“Proscenio Aggettante”: il teatro oltre ogni diversità al Boni

Il teatro, come elemento centrale per giocare alla vita, diventarne registi oltre che interpreti. Con la sua attitudine ad aggregare rapporti umani, come esempio di integrazione, partecipazione dal basso e solidarietà. In un comune sentire. Lo stesso che muove “Proscenio Aggettante“, il festival del teatro sociale organizzato dalla Federazione Italiana Tempo Libero Cgil Cisl Uil, con il patrocinio di Regione Lazio, Comune di Acquapendente e Teatro Boni e il supporto di UnipolSai Assicurazioni.In scena, le compagnie e gli spettacoli vincitori delle rassegne locali organizzate nei mesi scorsi, da Nord a Sud. Il sipario si è levato il 6 settembre alle 21, la Compagnia Eta Beta Teatro (Ausl di Viterbo Dipartimento Materno Infantile FITeL Lazio) che ha portato in scena “L’età del caos” per la regia di Sandro Nardi. “Lo spettacolo che – affronta le tematiche dell’adolescenza: così fragile, ribelle e dolce allo stesso tempo, ma a volte irrequieta perché sovrastata quotidianamente da una serie di domande e risposte amletiche. Una messa in scena teatrale ironica, divertente, giocosa e riflessiva per analizzare, discutere e affrontare un’età bella quando difficile”.

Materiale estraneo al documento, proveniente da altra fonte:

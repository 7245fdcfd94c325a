use std::{
    fs::File,
    io::{BufReader, Read as _},
    path::{Path, PathBuf},
};

use anyhow::Context as _;
use clap::{Parser, Subcommand, ValueEnum};

use framecast::{
    AcceleratorKind, CancelToken, ClipRecord, Draft, PngDirectorySink, RenderOptions, find_overlaps,
    frame_hash, render_batch,
};

#[derive(Parser, Debug)]
#[command(name = "framecast", version)]
struct Cli {
    #[command(subcommand)]
    cmd: Command,
}

#[derive(Subcommand, Debug)]
enum Command {
    /// Render a frame range of a draft as numbered PNGs.
    Render(RenderArgs),
    /// Print the content hash of one timeline frame.
    Hash(HashArgs),
    /// Report same-layer clip range overlaps in a draft.
    Check(CheckArgs),
}

#[derive(Parser, Debug)]
struct RenderArgs {
    /// Input draft JSON.
    #[arg(long)]
    draft: PathBuf,

    /// Output directory for PNG frames.
    #[arg(long)]
    out: PathBuf,

    /// Output width; defaults to the draft's relative resolution.
    #[arg(long)]
    width: Option<u32>,

    /// Output height; defaults to the draft's relative resolution.
    #[arg(long)]
    height: Option<u32>,

    /// First frame to render (0-based).
    #[arg(long, default_value_t = 0)]
    start: u32,

    /// Frame count; defaults to the draft's natural length.
    #[arg(long)]
    frames: Option<u32>,

    /// Worker thread count.
    #[arg(long)]
    threads: Option<usize>,

    /// Fail the whole batch on the first frame error instead of emitting
    /// placeholders.
    #[arg(long)]
    strict: bool,

    /// Accelerator to use.
    #[arg(long, value_enum, default_value_t = AcceleratorChoice::Cpu)]
    accelerator: AcceleratorChoice,
}

#[derive(Parser, Debug)]
struct HashArgs {
    /// Input draft JSON.
    #[arg(long)]
    draft: PathBuf,

    /// Frame index (0-based).
    #[arg(long)]
    frame: u32,
}

#[derive(Parser, Debug)]
struct CheckArgs {
    /// Input draft JSON.
    #[arg(long)]
    draft: PathBuf,

    /// Overlap length tolerated without reporting, in frames.
    #[arg(long, default_value_t = 0)]
    allowed_overlap: u32,
}

#[derive(Clone, Copy, Debug, ValueEnum)]
enum AcceleratorChoice {
    Cpu,
    Cuda,
    Opencl,
    Opengl,
    Metal,
}

fn main() -> anyhow::Result<()> {
    tracing_subscriber::fmt()
        .with_env_filter(
            tracing_subscriber::EnvFilter::try_from_default_env()
                .unwrap_or_else(|_| tracing_subscriber::EnvFilter::new("info")),
        )
        .with_writer(std::io::stderr)
        .init();

    let cli = Cli::parse();
    match cli.cmd {
        Command::Render(args) => cmd_render(args),
        Command::Hash(args) => cmd_hash(args),
        Command::Check(args) => cmd_check(args),
    }
}

fn read_draft(path: &Path) -> anyhow::Result<Draft> {
    let f = File::open(path).with_context(|| format!("open draft '{}'", path.display()))?;
    let mut json = String::new();
    BufReader::new(f)
        .read_to_string(&mut json)
        .with_context(|| format!("read draft '{}'", path.display()))?;
    Ok(Draft::from_json(&json)?)
}

fn build_clips(draft: &Draft) -> anyhow::Result<Vec<ClipRecord>> {
    let mut clips = Vec::with_capacity(draft.clips.len());
    for clip_draft in &draft.clips {
        let mut clip = ClipRecord::from_draft(clip_draft)?;
        clip.re_init()
            .with_context(|| format!("open source of clip '{}'", clip_draft.id))?;
        clips.push(clip);
    }
    Ok(clips)
}

fn cmd_render(args: RenderArgs) -> anyhow::Result<()> {
    let draft = read_draft(&args.draft)?;
    let clips = build_clips(&draft)?;

    let width = args.width.unwrap_or(draft.relative_resolution.width);
    let height = args.height.unwrap_or(draft.relative_resolution.height);
    let count = args.frames.unwrap_or_else(|| draft.end_frame());
    let end = args
        .start
        .checked_add(count)
        .context("frame range overflows u32")?;

    let mut options = RenderOptions::new(width, height);
    options.threads = args.threads;
    options.strict = args.strict;
    options.accelerator = match args.accelerator {
        AcceleratorChoice::Cpu => AcceleratorKind::Cpu,
        AcceleratorChoice::Cuda => AcceleratorKind::Cuda,
        AcceleratorChoice::Opencl => AcceleratorKind::OpenCl,
        AcceleratorChoice::Opengl => AcceleratorKind::OpenGl,
        AcceleratorChoice::Metal => AcceleratorKind::Metal,
    };

    let mut sink = PngDirectorySink::new(&args.out)?;
    let stats = render_batch(
        &clips,
        args.start..end,
        &options,
        &mut sink,
        None,
        &CancelToken::new(),
    )?;

    eprintln!(
        "wrote {} frames to {} ({} failed)",
        stats.frames_rendered + stats.frames_failed,
        args.out.display(),
        stats.frames_failed
    );
    Ok(())
}

fn cmd_hash(args: HashArgs) -> anyhow::Result<()> {
    let draft = read_draft(&args.draft)?;
    let clips = build_clips(&draft)?;
    println!("{}", frame_hash(&clips, args.frame)?);
    Ok(())
}

fn cmd_check(args: CheckArgs) -> anyhow::Result<()> {
    let draft = read_draft(&args.draft)?;
    let mut clips = Vec::with_capacity(draft.clips.len());
    for clip_draft in &draft.clips {
        clips.push(ClipRecord::from_draft(clip_draft)?);
    }

    let overlaps = find_overlaps(&clips, args.allowed_overlap);
    if overlaps.is_empty() {
        eprintln!("no overlaps");
        return Ok(());
    }
    for o in &overlaps {
        eprintln!(
            "layer {}: {} overlaps {} by {} frames",
            o.layer_index, o.clip_a, o.clip_b, o.overlap_frames
        );
    }
    anyhow::bail!("{} overlap(s) found", overlaps.len())
}
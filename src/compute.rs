use std::sync::Mutex;
use std::sync::atomic::{AtomicUsize, Ordering};

use crate::error::{FramecastError, FramecastResult};

/// Closed set of elementwise kernels the engine dispatches.
///
/// Each kernel fixes its input/output array arity and ordering; backends must
/// not reorder or reinterpret arrays. Channel-domain kernels (the mix family
/// and the overlay blend) operate on raw sample values (0..=65535 stored as
/// f32); `ColorCorrection` and `RemoveColorMask` operate on normalized [0,1]
/// samples.
#[derive(Clone, Copy, Debug, PartialEq, Eq, Hash)]
pub enum Kernel {
    /// `[top_c, base_c, top_a, base_a] -> [out_c, out_a]`, raw channel domain.
    OverlayBlend,
    /// `[a, b, upper_bound, allow_overflow] -> [c]`, raw channel domain.
    MixAdd,
    /// `[a, b, upper_bound, allow_overflow] -> [c]`, raw channel domain.
    MixMinus,
    /// `[a, b, upper_bound, allow_overflow] -> [c]`, raw channel domain.
    MixMultiply,
    /// `[v, low, high] -> [m]`, normalized; `m == 1` flags a sample inside the
    /// band, `m == 0` one outside it.
    RemoveColorMask,
    /// `[r, g, b, brightness, contrast, saturation] -> [r', g', b']`,
    /// normalized.
    ColorCorrection,
    /// `[a, b] -> [b]`.
    ReplaceAlpha,
    /// `[v] -> [v]`.
    Identity,
}

impl Kernel {
    pub fn input_arity(self) -> usize {
        match self {
            Kernel::ColorCorrection => 6,
            Kernel::OverlayBlend | Kernel::MixAdd | Kernel::MixMinus | Kernel::MixMultiply => 4,
            Kernel::RemoveColorMask => 3,
            Kernel::ReplaceAlpha => 2,
            Kernel::Identity => 1,
        }
    }

    pub fn output_arity(self) -> usize {
        match self {
            Kernel::ColorCorrection => 3,
            Kernel::OverlayBlend => 2,
            _ => 1,
        }
    }
}

/// Logical accelerator families. The CPU reference implementation always
/// ships; device families are served by the wgpu backend when the `gpu`
/// feature is enabled, and are unavailable otherwise.
#[derive(Clone, Copy, Debug, Default, PartialEq, Eq)]
pub enum AcceleratorKind {
    #[default]
    Auto,
    Cpu,
    Cuda,
    OpenCl,
    OpenGl,
    Metal,
}

impl std::fmt::Display for AcceleratorKind {
    fn fmt(&self, f: &mut std::fmt::Formatter<'_>) -> std::fmt::Result {
        let name = match self {
            AcceleratorKind::Auto => "auto",
            AcceleratorKind::Cpu => "cpu",
            AcceleratorKind::Cuda => "cuda",
            AcceleratorKind::OpenCl => "opencl",
            AcceleratorKind::OpenGl => "opengl",
            AcceleratorKind::Metal => "metal",
        };
        f.write_str(name)
    }
}

/// Elementwise numeric kernel executor.
///
/// The element count is taken from the first input array; every further input
/// must have the same length, length 1 (broadcast as a constant), or length 0
/// (treated as all zeros). All implementations must produce numerically
/// identical results for identical inputs: same clamping, same rounding
/// direction. That parity is what makes backends interchangeable and frame
/// output deterministic.
pub trait ComputeBackend: Send + Sync {
    fn kind(&self) -> AcceleratorKind;

    fn compute(&self, kernel: Kernel, inputs: &[&[f32]]) -> FramecastResult<Vec<Vec<f32>>>;
}

/// Instantiate a backend for the requested accelerator family.
///
/// Unavailable device families fail with
/// [`FramecastError::ResourceExhausted`] so callers can retry on CPU.
pub fn create_backend(kind: AcceleratorKind) -> FramecastResult<Box<dyn ComputeBackend>> {
    match kind {
        AcceleratorKind::Auto | AcceleratorKind::Cpu => Ok(Box::new(CpuBackend::new())),
        #[cfg(feature = "gpu")]
        other => Ok(Box::new(crate::compute_gpu::GpuBackend::new(other)?)),
        #[cfg(not(feature = "gpu"))]
        other => Err(FramecastError::resource_exhausted(format!(
            "accelerator '{other}' is not available; rebuild with the `gpu` feature"
        ))),
    }
}

/// Scalar reference implementation. The numeric ground truth every other
/// backend is measured against.
#[derive(Debug, Default)]
pub struct CpuBackend;

impl CpuBackend {
    pub fn new() -> Self {
        Self
    }
}

impl ComputeBackend for CpuBackend {
    fn kind(&self) -> AcceleratorKind {
        AcceleratorKind::Cpu
    }

    fn compute(&self, kernel: Kernel, inputs: &[&[f32]]) -> FramecastResult<Vec<Vec<f32>>> {
        if inputs.len() != kernel.input_arity() {
            return Err(FramecastError::invalid_parameter(format!(
                "kernel {kernel:?} expects {} input arrays, got {}",
                kernel.input_arity(),
                inputs.len()
            )));
        }
        let n = inputs[0].len();
        for (i, arr) in inputs.iter().enumerate().skip(1) {
            if !(arr.len() == n || arr.len() <= 1) {
                return Err(FramecastError::invalid_parameter(format!(
                    "kernel {kernel:?} input {i} has length {}, expected {n}, 1, or 0",
                    arr.len()
                )));
            }
        }
        let at = |arr: &[f32], i: usize| -> f32 {
            match arr.len() {
                0 => 0.0,
                1 => arr[0],
                _ => arr[i],
            }
        };

        match kernel {
            Kernel::OverlayBlend => {
                let mut out_c = vec![0.0f32; n];
                let mut out_a = vec![0.0f32; n];
                for i in 0..n {
                    let (c, a) = overlay_blend(
                        inputs[0][i],
                        at(inputs[1], i),
                        at(inputs[2], i),
                        at(inputs[3], i),
                    );
                    out_c[i] = c;
                    out_a[i] = a;
                }
                Ok(vec![out_c, out_a])
            }
            Kernel::MixAdd | Kernel::MixMinus | Kernel::MixMultiply => {
                let mut out = vec![0.0f32; n];
                for i in 0..n {
                    let a = inputs[0][i];
                    let b = at(inputs[1], i);
                    let bound = at(inputs[2], i) as u16;
                    let allow = at(inputs[3], i) != 0.0;
                    out[i] = match kernel {
                        Kernel::MixAdd => mix_add(a as u32, b as u32, bound, allow),
                        Kernel::MixMinus => mix_minus(a as i32, b as i32, bound, allow),
                        Kernel::MixMultiply => mix_multiply(a as u32, b as u32, bound, allow),
                        _ => unreachable!(),
                    } as f32;
                }
                Ok(vec![out])
            }
            Kernel::RemoveColorMask => {
                let mut out = vec![0.0f32; n];
                for i in 0..n {
                    let v = inputs[0][i];
                    let low = at(inputs[1], i);
                    let high = at(inputs[2], i);
                    out[i] = if v >= low && v <= high { 1.0 } else { 0.0 };
                }
                Ok(vec![out])
            }
            Kernel::ColorCorrection => {
                let mut out_r = vec![0.0f32; n];
                let mut out_g = vec![0.0f32; n];
                let mut out_b = vec![0.0f32; n];
                for i in 0..n {
                    let brightness = at(inputs[3], i);
                    let contrast = at(inputs[4], i);
                    let saturation = at(inputs[5], i);
                    let adjust = |v: f32| ((v - 0.5) * contrast + 0.5) * brightness;
                    let r = adjust(inputs[0][i]);
                    let g = adjust(at(inputs[1], i));
                    let b = adjust(at(inputs[2], i));
                    // Rec. 601 luma weights.
                    let gray = 0.299 * r + 0.587 * g + 0.114 * b;
                    out_r[i] = (gray + (r - gray) * saturation).clamp(0.0, 1.0);
                    out_g[i] = (gray + (g - gray) * saturation).clamp(0.0, 1.0);
                    out_b[i] = (gray + (b - gray) * saturation).clamp(0.0, 1.0);
                }
                Ok(vec![out_r, out_g, out_b])
            }
            Kernel::ReplaceAlpha => {
                let mut out = vec![0.0f32; n];
                for i in 0..n {
                    out[i] = at(inputs[1], i);
                }
                Ok(vec![out])
            }
            Kernel::Identity => Ok(vec![inputs[0].to_vec()]),
        }
    }
}

/// Porter-Duff "A over B" with the engine's exact fast-path guards. The
/// thresholds (1, 0.05, 1e-6) are part of the output contract, not tunables.
fn overlay_blend(top_c: f32, base_c: f32, top_a: f32, base_a: f32) -> (f32, f32) {
    if top_a == 1.0 {
        return (top_c, 1.0);
    }
    if top_a <= 0.05 {
        return (base_c, base_a);
    }
    let out_a = top_a + base_a * (1.0 - top_a);
    if out_a < 1e-6 {
        return (0.0, 0.0);
    }
    let out_c = (top_c * top_a + base_c * base_a * (1.0 - top_a)) / out_a;
    (out_c.clamp(0.0, 65535.0), out_a)
}

fn mix_add(a: u32, b: u32, bound: u16, allow_overflow: bool) -> u16 {
    let temp = a + b;
    if temp > 65535 {
        if allow_overflow {
            (temp - 65535) as u16
        } else {
            65535
        }
    } else if bound > 0 && temp >= bound as u32 {
        bound
    } else {
        temp as u16
    }
}

// Negative differences fall through to the plain cast and wrap two's
// complement, matching reference renderer output. The |t - 65535| overflow
// arm is unreachable for 16-bit operands but kept for kernel parity.
fn mix_minus(a: i32, b: i32, bound: u16, allow_overflow: bool) -> u16 {
    let temp = a - b;
    if temp > 65535 {
        if allow_overflow {
            (temp - 65535).unsigned_abs() as u16
        } else {
            65535
        }
    } else if bound > 0 && temp >= bound as i32 {
        bound
    } else {
        temp as u16
    }
}

fn mix_multiply(a: u32, b: u32, bound: u16, allow_overflow: bool) -> u16 {
    let temp = a * b;
    if temp > 65535 {
        if allow_overflow {
            (temp - 65535 * (65535 / temp)) as u16
        } else {
            65535
        }
    } else if bound > 0 && temp >= bound as u32 {
        bound
    } else {
        temp as u16
    }
}

/// A dispatchable accelerator owning its own serialization mutex.
///
/// Some device backends corrupt results under concurrent dispatch, so every
/// `compute` call on a handle is serialized here. This is the correctness
/// boundary; there is no process-wide lock.
pub struct AcceleratorHandle {
    backend: Mutex<Box<dyn ComputeBackend>>,
    kind: AcceleratorKind,
}

impl AcceleratorHandle {
    pub fn new(backend: Box<dyn ComputeBackend>) -> Self {
        let kind = backend.kind();
        Self {
            backend: Mutex::new(backend),
            kind,
        }
    }

    pub fn cpu() -> Self {
        Self::new(Box::new(CpuBackend::new()))
    }

    pub fn with_kind(kind: AcceleratorKind) -> FramecastResult<Self> {
        Ok(Self::new(create_backend(kind)?))
    }

    pub fn kind(&self) -> AcceleratorKind {
        self.kind
    }

    pub fn compute(&self, kernel: Kernel, inputs: &[&[f32]]) -> FramecastResult<Vec<Vec<f32>>> {
        let guard = self
            .backend
            .lock()
            .map_err(|_| FramecastError::resource_exhausted("accelerator mutex poisoned"))?;
        guard.compute(kernel, inputs)
    }
}

impl std::fmt::Debug for AcceleratorHandle {
    fn fmt(&self, f: &mut std::fmt::Formatter<'_>) -> std::fmt::Result {
        f.debug_struct("AcceleratorHandle")
            .field("kind", &self.kind)
            .finish()
    }
}

/// Round-robin dispatcher over a set of accelerator handles.
pub struct BackendPool {
    handles: Vec<AcceleratorHandle>,
    next: AtomicUsize,
}

impl BackendPool {
    pub fn new(handles: Vec<AcceleratorHandle>) -> FramecastResult<Self> {
        if handles.is_empty() {
            return Err(FramecastError::invalid_parameter(
                "backend pool must contain at least one handle",
            ));
        }
        Ok(Self {
            handles,
            next: AtomicUsize::new(0),
        })
    }

    pub fn cpu_only() -> Self {
        Self {
            handles: vec![AcceleratorHandle::cpu()],
            next: AtomicUsize::new(0),
        }
    }

    pub fn acquire(&self) -> &AcceleratorHandle {
        let i = self.next.fetch_add(1, Ordering::Relaxed) % self.handles.len();
        &self.handles[i]
    }

    pub fn compute(&self, kernel: Kernel, inputs: &[&[f32]]) -> FramecastResult<Vec<Vec<f32>>> {
        self.acquire().compute(kernel, inputs)
    }
}

impl std::fmt::Debug for BackendPool {
    fn fmt(&self, f: &mut std::fmt::Formatter<'_>) -> std::fmt::Result {
        f.debug_struct("BackendPool")
            .field("handles", &self.handles.len())
            .finish()
    }
}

Mercoledì 7 settembre, sempre alle 21, è la volta della Compagnia Teatrale “I Bumburisti” (FITeL Emilia Romagna) che propone la commedia “Come topi in trappola” per la regia di Stefania Amati. “Tra il giallo e la commedia, lo spettacolo prende il via dalla domanda: cosa succederebbe se otto sconosciuti rimanessero bloccati dalla neve e tra di loro ci fosse un assassino? La serenità di una piccola pensione gestita da due novelli sposini viene minacciata dall’arrivo di un sergente di polizia convinto che tra gli ospiti dell’albergo si celi un pericoloso omicida…”.

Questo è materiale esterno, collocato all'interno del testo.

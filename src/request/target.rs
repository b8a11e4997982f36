//! Fully resolved request URLs.

// self
use crate::{_prelude::*, error::ConfigError, request::QueryParams};

/// Absolute URL of one outbound GET.
///
/// Built from the base URL, a resource path, and form-encoded query parameters. A redirect
/// replaces the whole target with the resolved `Location`.
#[derive(Clone, Debug, PartialEq, Eq)]
pub struct RequestTarget {
	url: Url,
}
impl RequestTarget {
	/// Joins `base` and `path` textually and appends `params` as a query string.
	///
	/// The base URL keeps its own path prefix (e.g. `/api/v2`); a trailing `/` on the base is
	/// dropped before `path` is appended. No query string is emitted for empty `params`.
	pub fn new(base: &Url, path: &str, params: &QueryParams) -> Result<Self> {
		let raw = format!("{}{}", base.as_str().trim_end_matches('/'), path);
		let mut url = Url::parse(&raw).map_err(|e| ConfigError::invalid_url(&raw, e))?;

		if !params.is_empty() {
			url.query_pairs_mut().extend_pairs(params.iter());
		}

		Ok(Self { url })
	}

	/// Resolves a redirect `location` relative to this target.
	pub fn redirect(&self, location: &str) -> Result<Self> {
		let url = self.url.join(location).map_err(|e| ConfigError::invalid_url(location, e))?;

		Ok(Self { url })
	}

	/// Target URL.
	pub fn url(&self) -> &Url {
		&self.url
	}

	/// Path component, used for span fields.
	pub fn path(&self) -> &str {
		self.url.path()
	}
}
impl From<Url> for RequestTarget {
	fn from(url: Url) -> Self {
		Self { url }
	}
}
impl Display for RequestTarget {
	fn fmt(&self, f: &mut Formatter) -> FmtResult {
		f.write_str(self.url.as_str())
	}
}
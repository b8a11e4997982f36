// self
use crate::{_prelude::*, obs::FetchStage};

/// A span builder used around each logical fetch.
#[derive(Clone, Debug)]
pub struct FetchSpan {
	stage: FetchStage,
	#[cfg(feature = "tracing")]
	span: tracing::Span,
}
impl FetchSpan {
	/// Creates a new span tagged with the call-site stage and the request path.
	pub fn new(stage: FetchStage, path: &str) -> Self {
		#[cfg(feature = "tracing")]
		{
			let span = tracing::info_span!("upgates.fetch", stage = stage.as_str(), path);

			Self { stage, span }
		}
		#[cfg(not(feature = "tracing"))]
		{
			let _ = path;

			Self { stage }
		}
	}

	/// Call site recorded on the span.
	pub fn stage(&self) -> FetchStage {
		self.stage
	}

	/// Enters the span for the duration of the returned guard.
	pub fn entered(self) -> FetchSpanGuard {
		#[cfg(feature = "tracing")]
		{
			FetchSpanGuard { guard: self.span.entered() }
		}
		#[cfg(not(feature = "tracing"))]
		{
			let _ = self;

			FetchSpanGuard {}
		}
	}
}

/// RAII guard returned by [`FetchSpan::entered`].
pub struct FetchSpanGuard {
	#[cfg(feature = "tracing")]
	#[allow(dead_code)]
	guard: tracing::span::EnteredSpan,
}
impl Debug for FetchSpanGuard {
	fn fmt(&self, f: &mut Formatter) -> FmtResult {
		f.write_str("FetchSpanGuard(..)")
	}
}

/// Emits a `debug` event for a followed redirect hop (when enabled).
pub fn trace_redirect(hop: u8, location: &str) {
	#[cfg(feature = "tracing")]
	{
		tracing::debug!(hop, location, "following redirect");
	}
	#[cfg(not(feature = "tracing"))]
	{
		let _ = (hop, location);
	}
}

“Nel mirino di Cechov: colpi di passione” è, invece, la commedia che l’Associazione Gruppo Arte e Cultura (FITeL Piemonte) rappresenta giovedì 8 settembre alle 21. “Tre atti unici di Cechov: L’orso, La corista e La proposta di matrimonio. Come sempre nei drammi cecoviani c’è la comicità della vita, come sempre nella comicità cecoviana c’è il dramma della vita, per cui, tra amore e contro amore, tradimento e contro tradimento, tra i duetti degli scherzi e i contrappunti seri, chi ne paga, poi, le spese è sempre chi sta sotto. Il grande Anton Pavlovic ironizza sulla cattiva coscienza dei borghesi, quelli che ancora oggi sbeffeggiano i diseredati e gli idioti”.
“Chiòve” di Paul Mirò, per la regia di Lucio Piezzo, è sul palco venerdì 9 settembre alle 21 grazie alla Compagnia Teatrale “A chiave e’ ll’acqua” (FITeL Campania). “Lo spettacolo è un riadattamento napoletano della messinscena catalana che descrive un triangolo amoroso tra una giovane prostituta, il suo fidanzato-pappone e un cliente molto speciale di professione libraio. Una fiaba moderna d’amore, cruda e veloce, che racconta di amarezza, voglia di sentirsi normale, di vite spezzate e d’illusioni”.
Gran finale, sabato 10 settembre alle 20.30 con la serata speciale presentata dalla giornalista Cristina Carbotti, interamente dedicata alla premiazione dei premi FITeL 2016 assegnati dalla giuria presieduta dall’attrice Gianna Paola Scaffidi, a cui spetterà il compito di decretare il miglior spettacolo, la migliore regia e poi interpretazioni, scene e costumi migliori.
Ospite d’onore: Barbara De Rossi, che reciterà alcuni brani del recital a due voci “Coro di donna e uomo”, che la vede protagonista insieme a Francesco Branchetti del testo scritto da Gianni Guardigli. Dopo il pieno di applausi incassato nella passata stagione teatrale, alle 21.30 tornano poi a bordo del destabilizzante “Disorient Express”, Cinzia Leone e Fabio Mureddu, che fotografa “un’umanità disorientata e travolta da costanti cambiamenti”, da un monologo sulla crisi ad uno sul traffico, da un’assurda messa in scena di Romeo e Giulietta ad un rito di esorcismo contro la tv. Proposte tutte ad ingresso libero.